Once the moving party has met its burden, the burden shifts to the non-moving party to "designate specific facts showing a genuine issue for trial." Id. at 324 (quotation marks omitted). To carry this burden, the non-moving party must "do more than simply show that there is some metaphysical doubt as to the material facts." Matsushita Elec. Indus. Co. v. Zenith Radio Corp., 475 U.S. 574, 586 (1986). "The mere existence of a scintilla of evidence . . . will be insufficient; there must be evidence on which the jury could reasonably find for the [non-moving party]." Anderson v. Liberty Lobby, Inc., 477 U.S. 242, 252 (1986).
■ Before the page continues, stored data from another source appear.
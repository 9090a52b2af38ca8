use std::fmt;

use thiserror::Error;

#[derive(Debug, Error, Clone, Copy, PartialEq, Eq)]
#[error("Coordinate out of range")]
pub struct CoordRangeError;

#[derive(Debug, Error, Clone, Copy, PartialEq, Eq)]
#[error("Distance out of range")]
pub struct DistanceRangeError;

/// Geographical latitude in degrees, within `[-90, 90]`.
#[derive(Debug, Default, Clone, Copy, PartialEq, PartialOrd)]
pub struct LatCoord(f64);

impl LatCoord {
    pub const fn min() -> Self {
        Self(-90.0)
    }

    pub const fn max() -> Self {
        Self(90.0)
    }

    /// Clamps the given value into the valid range.
    ///
    /// Non-finite input falls back to the equator.
    pub fn from_deg(deg: f64) -> Self {
        if !deg.is_finite() {
            Self::default()
        } else if deg < Self::min().0 {
            Self::min()
        } else if deg > Self::max().0 {
            Self::max()
        } else {
            Self(deg)
        }
    }

    pub fn try_from_deg(deg: f64) -> Result<Self, CoordRangeError> {
        if (Self::min().0..=Self::max().0).contains(&deg) {
            Ok(Self(deg))
        } else {
            Err(CoordRangeError)
        }
    }

    pub const fn to_deg(self) -> f64 {
        self.0
    }
}

/// Geographical longitude in degrees, within `[-180, 180]`.
#[derive(Debug, Default, Clone, Copy, PartialEq, PartialOrd)]
pub struct LngCoord(f64);

impl LngCoord {
    pub const fn min() -> Self {
        Self(-180.0)
    }

    pub const fn max() -> Self {
        Self(180.0)
    }

    /// Clamps the given value into the valid range.
    ///
    /// Non-finite input falls back to the prime meridian.
    pub fn from_deg(deg: f64) -> Self {
        if !deg.is_finite() {
            Self::default()
        } else if deg < Self::min().0 {
            Self::min()
        } else if deg > Self::max().0 {
            Self::max()
        } else {
            Self(deg)
        }
    }

    pub fn try_from_deg(deg: f64) -> Result<Self, CoordRangeError> {
        if (Self::min().0..=Self::max().0).contains(&deg) {
            Ok(Self(deg))
        } else {
            Err(CoordRangeError)
        }
    }

    pub const fn to_deg(self) -> f64 {
        self.0
    }
}

/// A point on the map, valid by construction.
#[derive(Debug, Default, Clone, Copy, PartialEq)]
pub struct MapPoint {
    lat: LatCoord,
    lng: LngCoord,
}

impl MapPoint {
    pub const fn new(lat: LatCoord, lng: LngCoord) -> Self {
        Self { lat, lng }
    }

    /// Creates a point from degrees, clamping out-of-range values.
    pub fn from_lat_lng_deg(lat_deg: f64, lng_deg: f64) -> Self {
        Self {
            lat: LatCoord::from_deg(lat_deg),
            lng: LngCoord::from_deg(lng_deg),
        }
    }

    pub fn try_from_lat_lng_deg(lat_deg: f64, lng_deg: f64) -> Result<Self, CoordRangeError> {
        Ok(Self {
            lat: LatCoord::try_from_deg(lat_deg)?,
            lng: LngCoord::try_from_deg(lng_deg)?,
        })
    }

    pub const fn lat(self) -> LatCoord {
        self.lat
    }

    pub const fn lng(self) -> LngCoord {
        self.lng
    }
}

impl fmt::Display for MapPoint {
    fn fmt(&self, f: &mut fmt::Formatter) -> fmt::Result {
        write!(f, "{},{}", self.lat.to_deg(), self.lng.to_deg())
    }
}

/// A non-negative distance in meters.
#[derive(Debug, Default, Clone, Copy, PartialEq, PartialOrd)]
pub struct Distance(f64);

impl Distance {
    pub const fn zero() -> Self {
        Self(0.0)
    }

    /// Clamps negative and non-finite values to zero.
    ///
    /// A zero distance is valid and describes a degenerate region.
    pub fn from_meters(meters: f64) -> Self {
        if meters.is_finite() && meters > 0.0 {
            Self(meters)
        } else {
            Self::zero()
        }
    }

    pub fn try_from_meters(meters: f64) -> Result<Self, DistanceRangeError> {
        if meters.is_finite() && meters >= 0.0 {
            Ok(Self(meters))
        } else {
            Err(DistanceRangeError)
        }
    }

    pub const fn to_meters(self) -> f64 {
        self.0
    }
}

#[cfg(test)]
mod tests {
    use super::*;

    #[test]
    fn clamp_latitude() {
        assert_eq!(LatCoord::max(), LatCoord::from_deg(95.0));
        assert_eq!(LatCoord::min(), LatCoord::from_deg(-100.0));
        assert_eq!(51.34, LatCoord::from_deg(51.34).to_deg());
    }

    #[test]
    fn clamp_longitude() {
        assert_eq!(LngCoord::max(), LngCoord::from_deg(200.0));
        assert_eq!(LngCoord::min(), LngCoord::from_deg(-180.5));
        assert_eq!(13.41, LngCoord::from_deg(13.41).to_deg());
    }

    #[test]
    fn non_finite_degrees_fall_back_to_zero() {
        for deg in [f64::NAN, f64::INFINITY, f64::NEG_INFINITY] {
            assert_eq!(LatCoord::default(), LatCoord::from_deg(deg));
            assert_eq!(LngCoord::default(), LngCoord::from_deg(deg));
        }
    }

    #[test]
    fn reject_out_of_range_coordinates() {
        assert!(LatCoord::try_from_deg(90.000001).is_err());
        assert!(LatCoord::try_from_deg(f64::NAN).is_err());
        assert!(LngCoord::try_from_deg(-180.000001).is_err());
        assert!(LatCoord::try_from_deg(90.0).is_ok());
        assert!(LngCoord::try_from_deg(-180.0).is_ok());
    }

    #[test]
    fn clamped_points_stay_in_range() {
        use rand::Rng;
        let mut rng = rand::thread_rng();
        for _ in 0..100 {
            let lat_deg: f64 = rng.gen_range(-1000.0..1000.0);
            let lng_deg: f64 = rng.gen_range(-1000.0..1000.0);
            let pos = MapPoint::from_lat_lng_deg(lat_deg, lng_deg);
            assert!(LatCoord::try_from_deg(pos.lat().to_deg()).is_ok());
            assert!(LngCoord::try_from_deg(pos.lng().to_deg()).is_ok());
        }
    }

    #[test]
    fn zero_distance_is_valid() {
        assert_eq!(Distance::zero(), Distance::from_meters(0.0));
        assert!(Distance::try_from_meters(0.0).is_ok());
        assert!(Distance::try_from_meters(-1.0).is_err());
        assert_eq!(Distance::zero(), Distance::from_meters(-5.0));
    }
}
use std::{fmt, str::FromStr};

use lazy_static::lazy_static;
use regex::Regex;
use thiserror::Error;

/// Sort key for column labels without a parseable number. Places them after
/// all numbered columns.
pub const UNNUMBERED_COLUMN_KEY: u32 = 999;

/// Highest stall number a position field value may carry.
pub const MAX_STALL_NUMBER: u8 = 10;

lazy_static! {
    static ref COLUMN_NUMBER: Regex = Regex::new(r"(\d+)").unwrap();
    static ref STALL_LABEL: Regex = Regex::new(r"(?i)stall\s+(\d+)").unwrap();
}

/// Extracts the numeric sort key from a column label.
///
/// `"Stall 7"` yields 7. Labels without a number (and numbers that do not
/// fit into a `u32`) yield [`UNNUMBERED_COLUMN_KEY`], so sorting by this key
/// keeps unnumbered columns at the end in a stable order.
pub fn column_sort_key(label: &str) -> u32 {
    COLUMN_NUMBER
        .captures(label)
        .and_then(|caps| caps[1].parse().ok())
        .unwrap_or(UNNUMBERED_COLUMN_KEY)
}

#[derive(Debug, Error, Clone, Copy, PartialEq, Eq)]
#[error("Invalid stall position")]
pub struct StallPositionParseError;

/// Value of the derived position field that mirrors the stall grouping.
///
/// Moving a card to another column changes the grouping field; the position
/// field must follow so both stay consistent.
#[derive(Debug, Default, Clone, Copy, PartialEq, Eq, PartialOrd, Ord)]
pub enum StallPosition {
    #[default]
    Unassigned,
    Stall(u8),
}

impl StallPosition {
    /// Derives the position for a move to the column with the given label.
    ///
    /// `None` is the unassigned column. Labels that do not name a stall
    /// within `1..=`[`MAX_STALL_NUMBER`] map to `Unassigned`.
    pub fn for_column(label: Option<&str>) -> Self {
        label
            .and_then(|label| STALL_LABEL.captures(label))
            .and_then(|caps| caps[1].parse::<u8>().ok())
            .filter(|number| (1..=MAX_STALL_NUMBER).contains(number))
            .map_or(Self::Unassigned, Self::Stall)
    }
}

impl fmt::Display for StallPosition {
    fn fmt(&self, f: &mut fmt::Formatter) -> fmt::Result {
        match self {
            Self::Unassigned => write!(f, "unassigned"),
            Self::Stall(number) => write!(f, "stall{number}"),
        }
    }
}

impl FromStr for StallPosition {
    type Err = StallPositionParseError;

    fn from_str(s: &str) -> Result<Self, Self::Err> {
        if s == "unassigned" {
            return Ok(Self::Unassigned);
        }
        let number = s
            .strip_prefix("stall")
            .and_then(|number| number.parse::<u8>().ok())
            .ok_or(StallPositionParseError)?;
        if (1..=MAX_STALL_NUMBER).contains(&number) {
            Ok(Self::Stall(number))
        } else {
            Err(StallPositionParseError)
        }
    }
}
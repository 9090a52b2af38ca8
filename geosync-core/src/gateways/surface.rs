use thiserror::Error;

use crate::entities::*;

#[derive(Debug, Error)]
pub enum SurfaceError {
    #[error("Presentation container not found")]
    ContainerMissing,
    #[error("Presentation library unavailable")]
    LibraryUnavailable,
}

/// The rendering target owned by a session: map canvas, marker and radius
/// indicator. Implementations must tolerate repeated `release` calls.
pub trait PresentationSurface {
    /// Places the marker and radius indicator and centers the view.
    fn mount(&mut self, location: &Location) -> Result<(), SurfaceError>;

    /// Moves marker and radius indicator and recenters to follow `location`.
    fn move_to(&mut self, location: &Location);

    /// Recomputes the layout after the container size has stabilized.
    fn relayout(&mut self);

    /// Releases all surface resources.
    fn release(&mut self);
}
//! Patient store: the command/query surface of the chart.
//!
//! Owns every patient (an arena indexed by patient id), the active-patient
//! selection, the selected surface and the plan filter/search state. Commands
//! act on the active patient only and run to completion, auto-refresh and
//! cost resync included, before returning. Queries always reflect the last
//! completed command.

mod panel;

pub use panel::*;

use std::collections::HashMap;

use thiserror::Error;
use tracing::{debug, info, warn};

use crate::catalog::{is_known_procedure, parse_amount, CostCatalog, CoverageGap, PROCEDURE_OPTIONS};
use crate::config::EngineConfig;
use crate::engine::{ClinicalEngine, CostEstimator, RefreshOutcome};
use crate::models::{
    ClinicalEntry, NewPatientForm, Patient, PlanFilter, PlanTotals, Selection, Surface,
    ToothStatus, TreatmentPlanItem,
};
use crate::plan::{self, ExportSink, PlanProjector, PlanSnapshot};

/// Store errors.
#[derive(Error, Debug)]
pub enum StoreError {
    #[error("Patient not found: {0}")]
    PatientNotFound(String),

    #[error("No active patient")]
    NoActivePatient,

    #[error("JSON serialization error: {0}")]
    Serialization(#[from] serde_json::Error),
}

pub type StoreResult<T> = Result<T, StoreError>;

/// In-memory patient store.
pub struct PatientStore {
    config: EngineConfig,
    estimator: CostEstimator,
    patients: Vec<Patient>,
    index: HashMap<String, usize>,
    active: Option<usize>,
    selection: Option<Selection>,
    plan_filter: PlanFilter,
    plan_search: String,
}

impl Default for PatientStore {
    fn default() -> Self {
        Self::new(EngineConfig::default())
    }
}
//! Diagnosis and procedure catalogs.
//!
//! Illustrative lookup tables for the clinical panel selects and the
//! recommendation engine. Not clinical knowledge.

use serde::{Deserialize, Serialize};

use crate::models::Surface;

/// Lead-in of the diagnosis written for a surface newly flagged as alert.
pub const ALERT_NARRATIVE_PREFIX: &str = "Lesion / risk detected on ";

/// Procedure names produced by the recommendation engine.
pub mod procedures {
    pub const PROPHYLAXIS: &str = "Prophylaxis";
    pub const SEALANT: &str = "Sealant";
    pub const RESIN_RESTORATION: &str = "Resin restoration";
    pub const EVALUATION_AND_RESIN: &str = "Evaluation + resin restoration (mock)";
    pub const INLAY: &str = "Inlay (mock)";
    pub const ENDODONTICS: &str = "Endodontics (mock)";
    pub const EXTRACTION: &str = "Extraction";
    pub const FOLLOW_UP: &str = "Control / Follow-up";
    pub const CLINICAL_EVALUATION: &str = "Clinical evaluation";
}

/// Procedure select options, in display order.
pub const PROCEDURE_OPTIONS: [&str; 9] = [
    procedures::PROPHYLAXIS,
    procedures::SEALANT,
    procedures::RESIN_RESTORATION,
    procedures::EVALUATION_AND_RESIN,
    procedures::INLAY,
    procedures::ENDODONTICS,
    procedures::EXTRACTION,
    procedures::FOLLOW_UP,
    procedures::CLINICAL_EVALUATION,
];

/// Whether a procedure is one of the select options (exact match).
pub fn is_known_procedure(procedure: &str) -> bool {
    PROCEDURE_OPTIONS.contains(&procedure)
}

/// Catalog diagnoses.
#[derive(Debug, Clone, Copy, PartialEq, Eq, Hash, Serialize, Deserialize)]
pub enum Diagnosis {
    NoFindings,
    CariesSuspected,
    LesionRisk,
    SensitivityWear,
    FractureFissure,
    InfectionSuspected,
    RequiresEvaluation,
}

impl Diagnosis {
    /// All diagnoses in display order.
    pub const ALL: [Diagnosis; 7] = [
        Diagnosis::NoFindings,
        Diagnosis::CariesSuspected,
        Diagnosis::LesionRisk,
        Diagnosis::SensitivityWear,
        Diagnosis::FractureFissure,
        Diagnosis::InfectionSuspected,
        Diagnosis::RequiresEvaluation,
    ];

    pub fn label(self) -> &'static str {
        match self {
            Diagnosis::NoFindings => "No findings",
            Diagnosis::CariesSuspected => "Caries (suspected)",
            Diagnosis::LesionRisk => "Lesion / risk",
            Diagnosis::SensitivityWear => "Sensitivity / wear",
            Diagnosis::FractureFissure => "Fracture / fissure",
            Diagnosis::InfectionSuspected => "Infection / abscess (suspected)",
            Diagnosis::RequiresEvaluation => "Requires evaluation",
        }
    }

    /// Exact label lookup.
    pub fn from_label(label: &str) -> Option<Self> {
        Self::ALL.into_iter().find(|d| d.label() == label)
    }

    /// Map stored diagnosis text onto the catalog.
    ///
    /// An exact label maps to itself and the alert narrative
    /// ("Lesion / risk detected on Occlusal") maps to `LesionRisk`. Anything
    /// else, free text and the other narratives included, is
    /// `RequiresEvaluation`.
    pub fn normalize(text: &str) -> Self {
        let text = text.trim();
        if let Some(exact) = Self::from_label(text) {
            return exact;
        }
        if is_alert_narrative(text) {
            return Diagnosis::LesionRisk;
        }
        Diagnosis::RequiresEvaluation
    }
}

/// Alert narrative for a surface, e.g. "Lesion / risk detected on Mesial".
pub fn alert_narrative(surface: Surface) -> String {
    format!("{}{}", ALERT_NARRATIVE_PREFIX, surface.label())
}

fn is_alert_narrative(text: &str) -> bool {
    text.strip_prefix(ALERT_NARRATIVE_PREFIX)
        .is_some_and(|rest| Surface::ALL.iter().any(|s| s.label() == rest))
}

/// Diagnosis select options, in display order.
pub fn diagnosis_options() -> Vec<&'static str> {
    Diagnosis::ALL.iter().map(|d| d.label()).collect()
}
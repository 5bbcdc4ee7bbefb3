//! Clinical entry models.

use std::collections::BTreeMap;

use serde::{Deserialize, Serialize};

use super::tooth::Surface;
use crate::catalog::{clamp_minutes, clamp_money};

/// A derived value that is either engine-computed or pinned by the user.
///
/// `Auto` values are refreshed whenever their inputs change; `Manual` values
/// are left untouched until explicitly reverted.
#[derive(Debug, Clone, PartialEq, Serialize, Deserialize)]
#[serde(tag = "mode", content = "value", rename_all = "snake_case")]
pub enum Pinned<T> {
    Auto(T),
    Manual(T),
}

impl<T> Pinned<T> {
    /// The current value regardless of mode.
    pub fn value(&self) -> &T {
        match self {
            Pinned::Auto(v) | Pinned::Manual(v) => v,
        }
    }

    pub fn into_value(self) -> T {
        match self {
            Pinned::Auto(v) | Pinned::Manual(v) => v,
        }
    }

    pub fn is_manual(&self) -> bool {
        matches!(self, Pinned::Manual(_))
    }

    /// Build from a value and a manual flag.
    pub fn with_mode(value: T, manual: bool) -> Self {
        if manual {
            Pinned::Manual(value)
        } else {
            Pinned::Auto(value)
        }
    }
}

/// Time and fee for one procedure. Always clamped.
#[derive(Debug, Clone, Copy, PartialEq, Default, Serialize, Deserialize)]
pub struct CostFigures {
    /// Chair time in minutes
    pub minutes: u32,
    /// Fee in USD, rounded to cents
    pub fee: f64,
}

impl CostFigures {
    /// Build from raw numbers, applying the clamp rules.
    ///
    /// Non-finite or negative inputs become zero.
    pub fn clamped(fee: f64, minutes: f64) -> Self {
        Self {
            minutes: clamp_minutes(minutes),
            fee: clamp_money(fee),
        }
    }
}

/// Diagnosis, procedure, note and cost recorded for one tooth surface.
#[derive(Debug, Clone, PartialEq, Serialize, Deserialize)]
pub struct ClinicalEntry {
    pub diagnosis: String,
    pub procedure: Pinned<String>,
    pub note: String,
    pub cost: Pinned<CostFigures>,
}

impl ClinicalEntry {
    /// Procedure name, whatever its mode.
    pub fn procedure_name(&self) -> &str {
        self.procedure.value()
    }

    pub fn procedure_manual(&self) -> bool {
        self.procedure.is_manual()
    }

    pub fn cost_manual(&self) -> bool {
        self.cost.is_manual()
    }

    pub fn cost_fee(&self) -> f64 {
        self.cost.value().fee
    }

    pub fn cost_minutes(&self) -> u32 {
        self.cost.value().minutes
    }
}

/// Sparse per tooth, per surface clinical entries.
///
/// A tooth key only exists while at least one of its surfaces has an entry.
#[derive(Debug, Clone, Default, PartialEq, Serialize, Deserialize)]
#[serde(transparent)]
pub struct ClinicalMap {
    teeth: BTreeMap<String, BTreeMap<Surface, ClinicalEntry>>,
}

impl ClinicalMap {
    pub fn new() -> Self {
        Self::default()
    }

    pub fn get(&self, tooth: &str, surface: Surface) -> Option<&ClinicalEntry> {
        self.teeth.get(tooth).and_then(|surfaces| surfaces.get(&surface))
    }

    pub fn get_mut(&mut self, tooth: &str, surface: Surface) -> Option<&mut ClinicalEntry> {
        self.teeth
            .get_mut(tooth)
            .and_then(|surfaces| surfaces.get_mut(&surface))
    }

    pub fn contains(&self, tooth: &str, surface: Surface) -> bool {
        self.get(tooth, surface).is_some()
    }

    /// Insert or overwrite an entry.
    pub fn insert(&mut self, tooth: &str, surface: Surface, entry: ClinicalEntry) {
        self.teeth
            .entry(tooth.to_string())
            .or_default()
            .insert(surface, entry);
    }

    /// Remove an entry, dropping the tooth key when it becomes empty.
    pub fn remove(&mut self, tooth: &str, surface: Surface) -> Option<ClinicalEntry> {
        let surfaces = self.teeth.get_mut(tooth)?;
        let removed = surfaces.remove(&surface);
        if surfaces.is_empty() {
            self.teeth.remove(tooth);
        }
        removed
    }

    /// Iterate `(tooth, surface, entry)` over every recorded surface.
    pub fn iter(&self) -> impl Iterator<Item = (&str, Surface, &ClinicalEntry)> {
        self.teeth.iter().flat_map(|(tooth, surfaces)| {
            surfaces
                .iter()
                .map(move |(surface, entry)| (tooth.as_str(), *surface, entry))
        })
    }

    pub fn len(&self) -> usize {
        self.teeth.values().map(|surfaces| surfaces.len()).sum()
    }

    pub fn is_empty(&self) -> bool {
        self.teeth.is_empty()
    }
}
In deciding a summary judgment motion, the court must view the evidence in the light most favorable to the non-moving party and draw all justifiable inferences in its favor. Id. at 255. "Credibility determinations, the weighing of the evidence, and the drawing of legitimate inferences from the facts are jury functions, not those of a judge . . . ruling on a motion for summary judgment." Id. However, conclusory or speculative testimony in affidavits is insufficient to raise genuine issues of fact and defeat summary judgment. See Thornhill Publ'g Co. v. GTE Corp., 594 F.2d 730, 738 (9th Cir. 1979).

DISCUSSION

I. FIRST AND SECOND CAUSES OF ACTION: DECLARATORY JUDGMENT

The gravamen of the first two causes of action for declaratory relief is that the non-compete agreements are illegal under California law. About that there is no dispute—they are. Neither party currently disagrees. For that reason, however, plaintiffs are not entitled to summary judgment on these causes of action—the issue is not justiciable because there is no dispute that the agreements are void under California Business and Professions Code Section 16600.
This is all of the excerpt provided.